English content

Deployment of an LLM with local RAG Ollama and PrivateGPT

Olivier 10 min de lecture
Image generated by ChatGPT 4o
Image generated by ChatGPT 4o

POC to obtain your private and free AI with Ollama and PrivateGPT

This article follows my first two articles on similar deployments, namely LM Studio as an inference server (LLM model) with its very restrictive license and then with Jan whose AGPL v3 license is one of the most ethical.

Here we will create this POC with Ollama, which is graciously distributed under the Open Source MIT license. All the information is here: https://ollama.com/
No graphical interface but command line (CLI), although it is entirely possible to install a graphical interface, Web or more comprehensive, for Ollama, thanks to the many projects that offer it. The goal here is to stay minimalist and get the job done with as few components as possible.

I assume you have followed my first article, at least for the theoretical explanations and the basic tools necessary for building this POC (Proof of Concept). Otherwise, I strongly encourage you to do so if you do not already have the required skills in this area!

Technologies required for this POC

  • Apple MacBook Pro M2 MAX platform with 32 GB of RAM.
  • Homebrew as a package manager for the macOS operating system.
  • iTerm2 as the terminal.
  • Python 3.11 with Pyenv to manage multiple versions of Python without risking instability on the MacBook.
  • Poetry as the package and dependency manager for the Python language.
  • Make, a cross-platform tool to automate the compilation and installation of software.
  • Ollama, a framework coded in Go (83%) to run LLM models locally. Here we are under the MIT license, so it’s Open Source but with a lot of freedom, including the ability to integrate the code into proprietary code. We love it for its simplicity and the encouragement to innovate that this license provides, but we like it less for the risk of having our code looted by grave robbers, oops, Git repo looters.
  • PrivateGPT, the second major component of our POC, along with Ollama, will be our local RAG and our graphical interface in web mode.

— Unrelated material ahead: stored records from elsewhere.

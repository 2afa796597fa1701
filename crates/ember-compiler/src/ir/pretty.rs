//! Pretty-printing for IR
//!
//! Human-readable output for debugging, CLI listings and invariant-failure
//! dumps.

use super::body::Body;
use super::node::{ExprId, ExprKind, StmtId, StmtKind};
use super::program::{FunctionId, Program, VarId};

/// Trait for pretty-printing IR constructs
pub trait PrettyPrint {
    fn pretty_print(&self) -> String;
}

impl PrettyPrint for Program {
    fn pretty_print(&self) -> String {
        let mut out = String::new();

        for class in &self.classes {
            let mut header = format!("class {}", class.name);
            if class.is_abstract {
                header = format!("abstract {}", header);
            }
            if let Some(sup) = class.extends {
                header.push_str(&format!(" extends {}", self.class(sup).name));
            }
            if !class.implements.is_empty() {
                let names: Vec<&str> = class
                    .implements
                    .iter()
                    .map(|c| self.class(*c).name.as_str())
                    .collect();
                header.push_str(&format!(" implements {}", names.join(", ")));
            }
            out.push_str(&header);
            out.push_str(" {\n");
            for field in &class.fields {
                out.push_str(&format!("  field {}: {}\n", field.name, self.type_name(&field.ty)));
            }
            for m in &class.methods {
                let method = self.method(*m);
                let imp = match method.implementation {
                    Some(f) => self.function(f).name.clone(),
                    None => "abstract".to_string(),
                };
                out.push_str(&format!("  method {} = {}\n", method.name, imp));
            }
            out.push_str("}\n\n");
        }

        for g in &self.globals {
            let var = self.var(*g);
            out.push_str(&format!("global {}: {}\n", var.name, self.type_name(&var.ty)));
        }
        if !self.globals.is_empty() {
            out.push('\n');
        }

        for i in 0..self.functions.len() {
            out.push_str(&self.pretty_function(FunctionId::new(i as u32)));
            out.push('\n');
        }
        out
    }
}

impl Program {
    /// Print one function with its body
    pub fn pretty_function(&self, id: FunctionId) -> String {
        let func = self.function(id);
        let params: Vec<String> = func
            .params
            .iter()
            .map(|p| format!("{}: {}", self.var_name(*p), self.type_name(&self.var(*p).ty)))
            .collect();
        let mut out = format!(
            "{}fn {}({}) -> {}",
            if func.native { "native " } else { "" },
            func.name,
            params.join(", "),
            self.type_name(&func.return_ty)
        );
        if func.native {
            out.push('\n');
            return out;
        }
        out.push_str(" {\n");
        for l in &func.locals {
            out.push_str(&format!(
                "  local {}: {}\n",
                self.var_name(*l),
                self.type_name(&self.var(*l).ty)
            ));
        }
        let printer = BodyPrinter {
            program: self,
            body: &func.body,
        };
        printer.block(func.body.root(), 1, &mut out);
        out.push_str("}\n");
        out
    }

    fn var_name(&self, var: VarId) -> String {
        match self.vars.get(var.index()) {
            Some(v) => v.name.clone(),
            None => var.to_string(),
        }
    }

    fn type_name(&self, ty: &super::types::Type) -> String {
        use super::types::Type;
        match ty {
            Type::Class(c) => match self.classes.get(c.index()) {
                Some(class) => class.name.clone(),
                None => c.to_string(),
            },
            Type::Array(elem) => format!("array<{}>", self.type_name(elem)),
            other => other.to_string(),
        }
    }
}

struct BodyPrinter<'a> {
    program: &'a Program,
    body: &'a Body,
}

impl BodyPrinter<'_> {
    fn block(&self, stmts: &[StmtId], depth: usize, out: &mut String) {
        for s in stmts {
            self.stmt(*s, depth, out);
        }
    }

    fn stmt(&self, id: StmtId, depth: usize, out: &mut String) {
        let pad = "  ".repeat(depth);
        match &self.body.stmt(id).kind {
            StmtKind::Assign { target, value } => {
                out.push_str(&format!(
                    "{}{} = {}\n",
                    pad,
                    self.program.var_name(*target),
                    self.expr(*value)
                ));
            }
            StmtKind::ArrayAssign {
                array,
                index,
                value,
            } => {
                out.push_str(&format!(
                    "{}{}[{}] = {}\n",
                    pad,
                    self.program.var_name(*array),
                    self.expr(*index),
                    self.expr(*value)
                ));
            }
            StmtKind::MemberAssign {
                receiver,
                field,
                value,
            } => {
                out.push_str(&format!(
                    "{}{}.{} = {}\n",
                    pad,
                    self.expr(*receiver),
                    self.field_name(field.class, field.index),
                    self.expr(*value)
                ));
            }
            StmtKind::If {
                cond,
                then_block,
                else_block,
            } => {
                out.push_str(&format!("{}if {} {{\n", pad, self.expr(*cond)));
                self.block(then_block, depth + 1, out);
                if !else_block.is_empty() {
                    out.push_str(&format!("{}}} else {{\n", pad));
                    self.block(else_block, depth + 1, out);
                }
                out.push_str(&format!("{}}}\n", pad));
            }
            StmtKind::Loop { body } => {
                out.push_str(&format!("{}loop {{\n", pad));
                self.block(body, depth + 1, out);
                out.push_str(&format!("{}}}\n", pad));
            }
            StmtKind::ExitWhen { cond } => {
                out.push_str(&format!("{}exitwhen {}\n", pad, self.expr(*cond)));
            }
            StmtKind::Return { value: Some(v) } => {
                out.push_str(&format!("{}return {}\n", pad, self.expr(*v)));
            }
            StmtKind::Return { value: None } => out.push_str(&format!("{}return\n", pad)),
            StmtKind::Expr(e) => out.push_str(&format!("{}{}\n", pad, self.expr(*e))),
            StmtKind::Dealloc { class, object } => {
                out.push_str(&format!(
                    "{}destroy<{}> {}\n",
                    pad,
                    self.class_name(*class),
                    self.expr(*object)
                ));
            }
            StmtKind::Trap { message } => {
                out.push_str(&format!("{}trap {:?}\n", pad, message));
            }
        }
    }

    fn expr(&self, id: ExprId) -> String {
        match &self.body.expr(id).kind {
            ExprKind::Literal(lit) => lit.to_string(),
            ExprKind::VarRead(v) => self.program.var_name(*v),
            ExprKind::ArrayRead { array, index } => {
                format!("{}[{}]", self.program.var_name(*array), self.expr(*index))
            }
            ExprKind::Binary { op, lhs, rhs } => {
                format!("({} {} {})", self.expr(*lhs), op, self.expr(*rhs))
            }
            ExprKind::Unary { op, operand } => format!("({}{})", op, self.expr(*operand)),
            ExprKind::Call { func, args } => {
                let name = match self.program.functions.get(func.index()) {
                    Some(f) => f.name.clone(),
                    None => func.to_string(),
                };
                format!("{}({})", name, self.args(args))
            }
            ExprKind::MethodCall {
                method,
                receiver,
                args,
            } => {
                let name = match self.program.methods.get(method.index()) {
                    Some(m) => m.name.clone(),
                    None => method.to_string(),
                };
                format!("{}.{}({})", self.expr(*receiver), name, self.args(args))
            }
            ExprKind::MemberRead { receiver, field } => format!(
                "{}.{}",
                self.expr(*receiver),
                self.field_name(field.class, field.index)
            ),
            ExprKind::Alloc(c) => format!("new {}", self.class_name(*c)),
            ExprKind::InstanceOf { object, class } => {
                format!("({} instanceof {})", self.expr(*object), self.class_name(*class))
            }
            ExprKind::TypeIdOfClass(c) => format!("typeid({})", self.class_name(*c)),
            ExprKind::TypeIdOfObject(e) => format!("typeid({})", self.expr(*e)),
            ExprKind::Let { var, init, body } => format!(
                "(let {} = {} in {})",
                self.program.var_name(*var),
                self.expr(*init),
                self.expr(*body)
            ),
        }
    }

    fn args(&self, args: &[ExprId]) -> String {
        args.iter()
            .map(|a| self.expr(*a))
            .collect::<Vec<_>>()
            .join(", ")
    }

    fn class_name(&self, class: super::program::ClassId) -> String {
        match self.program.classes.get(class.index()) {
            Some(c) => c.name.clone(),
            None => class.to_string(),
        }
    }

    fn field_name(&self, class: super::program::ClassId, index: u32) -> String {
        self.program
            .classes
            .get(class.index())
            .and_then(|c| c.fields.get(index as usize))
            .map(|f| f.name.clone())
            .unwrap_or_else(|| format!("field{}", index))
    }
}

It provides us with a development framework in generative AI that is private, secure, customizable, and easy to use.

Knowledge required for this POC

In terms of knowledge, no prerequisites other than knowing how to use the command line in a terminal, an editor like Vim or Nano within this terminal, or even VS Code (Visual Studio Code), which is free and very useful if you do a little or a lot of development. It’s a source code editor developed by Microsoft. It is designed to be lightweight yet powerful, offering a comprehensive development experience for developers. Oh yes, some knowledge of Git but again the bare minimum: knowing how to clone a repository, and I’ll provide the commands if it’s new to you.

Let’s go!

As mentioned above, I assume you know how to manage the basic tools necessary for the operation of PrivateGPT (Homebrew, Python, Pyenv, Poetry…) or that you have consulted my first article to deploy them.

Deployment of Components

If you have already deployed LM Studio or Jan, PrivateGPT, HuggingFace_Hub by following my previous articles, then I suggest you create a new branch of your Git to run your tests for Ollama. This is what I will present here.

Creating a New Git Branch for PrivateGPT, Dedicated to Ollama

Navigate to your development directory /private-gpt

Ensure you are in your main branch “main”, your terminal should display the following:

private-gpt git:(main)

Otherwise, switch to your main branch with the command:

git checkout main

Create a new branch suitable for this project with the Ollama framework. In my case, I named it “ollama-local-embeddings” to maintain the logic of my previous two articles.

git checkout -b ollama-local-embeddings

You are now in your new functional branch, your terminal indicates:

private-gpt git:(ollama-local-embeddings)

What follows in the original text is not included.